Zulip Chat Archive

Stream: maths

Topic: Philosophical questions about equality

Mujtaba Alam (Sep 17 2022 at 19:02):

If n is a real number, is n + 0i a real number? Is it equal to n?
According to wikipedia, "equality is a relationship between two quantities or, more generally two mathematical expressions, asserting that the quantities have the same value, or that the expressions represent the same mathematical object."

I agree they have the same value, but do they represent the same mathematical object? n is a point on the number line, while n + 0i is a point on the complex plane

Kyle Miller (Sep 17 2022 at 19:17):

The Lean answer is that terms of real and terms of complex are completely different things, and so (via eq) they are neither equal nor not equal. There is an injective function coe : real -> complex that lets you coerce real numbers to let you think about real numbers as being complex numbers, and it carries properties of reals over to properties of the corresponding complex numbers.
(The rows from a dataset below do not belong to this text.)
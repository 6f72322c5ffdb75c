//! Application-level errors (wraps domain errors)

use std::collections::BTreeSet;
use std::path::PathBuf;

use itertools::Itertools;
use thiserror::Error;

use crate::domain::DomainError;

/// Application errors wrap domain errors and add configuration and dataset context.
#[derive(Error, Debug)]
pub enum ApplicationError {
    #[error("{0}")]
    Domain(#[from] DomainError),

    #[error(
        "invalid language specified: '{language}'. Supported languages: {}",
        .supported.iter().join(", ")
    )]
    UnsupportedLanguage {
        language: String,
        supported: BTreeSet<String>,
    },

    #[error("dataset for language '{language}' is unavailable: {}", .path.display())]
    DatasetUnavailable {
        language: String,
        path: PathBuf,
        #[source]
        source: std::io::Error,
    },

    #[error("invalid dataset for language '{language}': {message}")]
    InvalidDataset { language: String, message: String },

    #[error("config error: {message}")]
    Config { message: String },
}

impl ApplicationError {
    pub fn unsupported_language(language: impl Into<String>, supported: BTreeSet<String>) -> Self {
        Self::UnsupportedLanguage {
            language: language.into(),
            supported,
        }
    }
}

/// Result type for application layer operations.
pub type ApplicationResult<T> = Result<T, ApplicationError>;
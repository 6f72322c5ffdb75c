//! Domain layer: taxonomy entities and structural invariants
//!
//! This layer is independent of external concerns (no I/O, no CLI, no config loading).

pub mod entities;
pub mod error;
pub mod validation;

pub use entities::*;
pub use error::DomainError;
pub use validation::validate_sections;
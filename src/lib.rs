//! ISIC Rev.4 taxonomy: code lookup and free-text search.
//!
//! ```
//! use isic4::Classifier;
//!
//! let classifier = Classifier::new("en", false).unwrap();
//! let class = classifier.get_class("0111").unwrap();
//! assert!(class.description.starts_with("Growing of cereals"));
//!
//! let hits = classifier.search("mining");
//! assert!(!hits.is_empty());
//! ```

pub mod application;
pub mod cli;
pub mod config;
pub mod domain;
pub mod exitcode;
pub mod infrastructure;
pub mod util;

pub use application::{
    ApplicationError, ApplicationResult, Classifier, Hierarchy, SearchResult, SearchResults,
};
pub use config::Settings;
pub use domain::{Class, Division, DomainError, Group, Level, Section, TaxonomyNode};
pub use infrastructure::{BundledDataset, DataProvider, DirectoryDataset, InMemoryDataset};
With this in mind, when you write n + 0*complex.I, what happens is that Lean will automatically insert the coercion so that it is coe n + 0*complex.I, giving you the illusion that the reals sit inside the complexes. Furthermore, if you write n + 0*complex.I = n then using the same mechanism it is actually coe n + 0*complex.I = coe n. This proposition is true in Lean.

Kyle Miller (Sep 17 2022 at 19:20):

In Lean, a real number is the Cauchy completion of the rationals and a complex number is a pair of real numbers. It's hard to say whether this sort of symbolic data is a number line and a plane.
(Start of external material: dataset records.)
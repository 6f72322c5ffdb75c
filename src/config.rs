//! Configuration management with layered loading
//!
//! Precedence (lowest to highest):
//! 1. Compiled defaults
//! 2. Global config: `$XDG_CONFIG_HOME/isic4/isic4.toml`
//! 3. Explicit config file (`--config`)
//! 4. Environment variables: `ISIC4_*` prefix

use std::path::{Path, PathBuf};

use config::{Config, ConfigError, Environment};
use directories::ProjectDirs;
use serde::{Deserialize, Serialize};

use crate::application::{ApplicationError, DEFAULT_LANGUAGE};

const ENV_PREFIX: &str = "ISIC4";

/// Raw settings for intermediate parsing (`None` → not specified, inherit).
#[derive(Debug, Clone, Deserialize, Default)]
#[serde(default)]
pub struct RawSettings {
    pub language: Option<String>,
    pub case_sensitive: Option<bool>,
    pub data_dir: Option<PathBuf>,
}

/// Unified configuration for isic4.
#[derive(Debug, Clone, Serialize, Deserialize, PartialEq, Eq)]
#[serde(default)]
pub struct Settings {
    /// Dataset language (default: "en")
    pub language: String,
    /// Exact-case search matching (default: false)
    pub case_sensitive: bool,
    /// Directory of `<language>.json` datasets; bundled datasets when unset
    #[serde(skip_serializing_if = "Option::is_none")]
    pub data_dir: Option<PathBuf>,
}

impl Default for Settings {
    fn default() -> Self {
        Self {
            language: DEFAULT_LANGUAGE.to_string(),
            case_sensitive: false,
            data_dir: None,
        }
    }
}

/// Get the XDG config directory for isic4.
pub fn global_config_dir() -> Option<PathBuf> {
    ProjectDirs::from("", "", "isic4").map(|dirs| dirs.config_dir().to_path_buf())
}

/// Get the path to the global config file.
pub fn global_config_path() -> Option<PathBuf> {
    global_config_dir().map(|dir| dir.join("isic4.toml"))
}

/// Load a TOML file into RawSettings for manual merging.
fn load_raw_settings(path: &Path) -> Result<RawSettings, ApplicationError> {
    let content = std::fs::read_to_string(path).map_err(|e| ApplicationError::Config {
        message: format!("read {}: {}", path.display(), e),
    })?;
    toml::from_str(&content).map_err(|e| ApplicationError::Config {
        message: format!("parse {}: {}", path.display(), e),
    })
}

/// Expand `~`, `$VAR` and `${VAR}` in a path string.
fn expand_env_vars(path: &str) -> String {
    shellexpand::full(path)
        .map(|s| s.into_owned())
        .unwrap_or_else(|_| path.to_string())
}

impl Settings {
    /// Load settings with layered precedence.
    ///
    /// # Arguments
    /// * `config_file` - Optional explicit config file; must exist when given
    pub fn load(config_file: Option<&Path>) -> Result<Self, ApplicationError> {
        Self::load_layers(global_config_path().as_deref(), config_file, ENV_PREFIX)
    }

    /// Load with an explicit global config path and environment prefix.
    ///
    /// `global` is skipped when `None` or absent on disk; only `<env_prefix>_*`
    /// variables are read.
    pub fn load_layers(
        global: Option<&Path>,
        config_file: Option<&Path>,
        env_prefix: &str,
    ) -> Result<Self, ApplicationError> {
        // 1. Start with defaults
        let mut current = Self::default();

        // 2. Global config, skipped when absent
        if let Some(global_path) = global {
            if global_path.exists() {
                current = current.merge_with(&load_raw_settings(global_path)?);
            }
        }

        // 3. Explicit config file
        if let Some(path) = config_file {
            current = current.merge_with(&load_raw_settings(path)?);
        }

        // 4. Environment variables
        current = Self::apply_env_overrides(current, env_prefix)?;

        current.normalize();
        Ok(current)
    }

    /// Overlay wins where specified.
    fn merge_with(&self, overlay: &RawSettings) -> Self {
        Self {
            language: overlay
                .language
                .clone()
                .unwrap_or_else(|| self.language.clone()),
            case_sensitive: overlay.case_sensitive.unwrap_or(self.case_sensitive),
            data_dir: overlay.data_dir.clone().or_else(|| self.data_dir.clone()),
        }
    }

    /// Apply `<prefix>_*` environment variables as explicit overrides.
    fn apply_env_overrides(mut settings: Self, prefix: &str) -> Result<Self, ApplicationError> {
        let config = Config::builder()
            .add_source(Environment::with_prefix(prefix).prefix_separator("_"))
            .build()
            .map_err(config_err)?;

        if let Ok(val) = config.get_string("language") {
            settings.language = val;
        }
        if let Ok(val) = config.get_string("case_sensitive") {
            settings.case_sensitive = parse_bool(&val).ok_or_else(|| ApplicationError::Config {
                message: format!("{prefix}_CASE_SENSITIVE: not a boolean: '{val}'"),
            })?;
        }
        if let Ok(val) = config.get_string("data_dir") {
            settings.data_dir = Some(PathBuf::from(val));
        }

        Ok(settings)
    }

    /// Lowercase the language and expand shell variables in `data_dir`.
    fn normalize(&mut self) {
        self.language = self.language.to_lowercase();
        if let Some(dir) = &self.data_dir {
            self.data_dir = Some(PathBuf::from(expand_env_vars(&dir.to_string_lossy())));
        }
    }

    /// Show the effective configuration as TOML.
    pub fn to_toml(&self) -> Result<String, ApplicationError> {
        toml::to_string_pretty(self).map_err(|e| ApplicationError::Config {
            message: format!("serialize config: {e}"),
        })
    }

    /// Generate a template config file.
    pub fn template() -> String {
        r#"# isic4 configuration
#
# Locations (by precedence, lowest to highest):
#   Global: ~/.config/isic4/isic4.toml
#   File:   --config <path>
#   Env:    ISIC4_LANGUAGE, ISIC4_CASE_SENSITIVE, ISIC4_DATA_DIR

# Dataset language
# language = "en"

# Match search queries with exact case
# case_sensitive = false

# Directory with <language>.json datasets (bundled datasets when unset)
# data_dir = "~/.local/share/isic4"
"#
        .to_string()
    }
}

fn parse_bool(value: &str) -> Option<bool> {
    match value.trim().to_lowercase().as_str() {
        "1" | "true" | "yes" | "on" => Some(true),
        "0" | "false" | "no" | "off" => Some(false),
        _ => None,
    }
}

fn config_err(e: ConfigError) -> ApplicationError {
    ApplicationError::Config {
        message: e.to_string(),
    }
}

#[cfg(test)]
mod tests {
    use super::*;
    use rstest::rstest;
    use tempfile::TempDir;

    #[test]
    fn given_no_config_when_loading_then_uses_defaults() {
        let settings = Settings::load_layers(None, None, "ISIC4_TEST_DEFAULTS").expect("load defaults");
        assert_eq!(settings, Settings::default());
        assert_eq!(settings.language, "en");
        assert!(!settings.case_sensitive);
    }

    #[test]
    fn given_global_and_explicit_file_when_loading_then_explicit_wins() {
        let temp = TempDir::new().unwrap();
        let global = temp.path().join("global.toml");
        let local = temp.path().join("local.toml");
        std::fs::write(&global, "language = \"ar\"\ncase_sensitive = true\n").unwrap();
        std::fs::write(&local, "language = \"EN\"\n").unwrap();

        let settings =
            Settings::load_layers(Some(&global), Some(&local), "ISIC4_TEST_FILES").unwrap();

        assert_eq!(settings.language, "en", "explicit file wins and is lowercased");
        assert!(settings.case_sensitive, "unspecified keys inherit from global");
    }

    #[test]
    fn given_missing_explicit_file_when_loading_then_fails() {
        let err = Settings::load_layers(None, Some(Path::new("/nonexistent/isic4.toml")), "ISIC4_TEST_MISSING")
            .unwrap_err();
        assert!(matches!(err, ApplicationError::Config { .. }));
    }

    #[test]
    fn given_env_overrides_when_loading_then_env_wins() {
        std::env::set_var("ISIC4_TEST_ENV_LANGUAGE", "AR");
        std::env::set_var("ISIC4_TEST_ENV_CASE_SENSITIVE", "yes");
        std::env::set_var("ISIC4_TEST_ENV_DATA_DIR", "$HOME/isic");

        let settings = Settings::load_layers(None, None, "ISIC4_TEST_ENV").unwrap();

        let home = std::env::var("HOME").expect("HOME should be set");
        assert_eq!(settings.language, "ar");
        assert!(settings.case_sensitive);
        assert_eq!(settings.data_dir, Some(PathBuf::from(format!("{home}/isic"))));
    }

    #[test]
    fn given_invalid_bool_in_env_when_loading_then_fails() {
        std::env::set_var("ISIC4_TEST_BADBOOL_CASE_SENSITIVE", "maybe");
        let err = Settings::load_layers(None, None, "ISIC4_TEST_BADBOOL").unwrap_err();
        assert!(err.to_string().contains("not a boolean"));
    }

    #[rstest]
    #[case("true", Some(true))]
    #[case("ON", Some(true))]
    #[case("0", Some(false))]
    #[case("no", Some(false))]
    #[case("maybe", None)]
    fn test_parse_bool(#[case] input: &str, #[case] expected: Option<bool>) {
        assert_eq!(parse_bool(input), expected);
    }

    #[test]
    fn test_to_toml_round_trips_through_raw_settings() {
        let settings = Settings {
            language: "ar".into(),
            case_sensitive: true,
            data_dir: Some(PathBuf::from("/srv/isic")),
        };
        let raw: RawSettings = toml::from_str(&settings.to_toml().unwrap()).unwrap();
        assert_eq!(Settings::default().merge_with(&raw), settings);
    }

    #[test]
    fn test_template_is_valid_toml() {
        let raw: RawSettings = toml::from_str(&Settings::template()).unwrap();
        assert!(raw.language.is_none());
    }
}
If we're talking philosophy, then we have to be careful about what we mean by "equals." Lean already has definitional equality and eq, but there's the more nebulous one you seem to be talking about, which is whether two things somehow represent the same thing.

Andrew Yang (Sep 17 2022 at 19:21):

Kevin Buzzard had a twitter thread talking about whether ℕ = ℤ or even whether ℕ ⊆ ℤ. This is kind of the situation here as you are debating whether the reals is a subset of C, or merely isomorphic to a subset of C.

1) ℕ={1,2,3,...} or {0,1,2,3,...} (who cares) where 0={} and 1={0} and 2={0,1} etc. 2) ℤ is a localisation of ℕ, or a quotient of ℕ^2 (same thing) and you can make quotients using equivalence classes. 3) ℕ ⊆ ℤ in the obvious way. These can't all be true at once. 3/n

- Kevin Buzzard (@XenaProject)

Kevin Buzzard (Sep 17 2022 at 22:52):

The tl;dr answer is that in lean it doesn't even make sense to ask if a real number and a complex number are equal.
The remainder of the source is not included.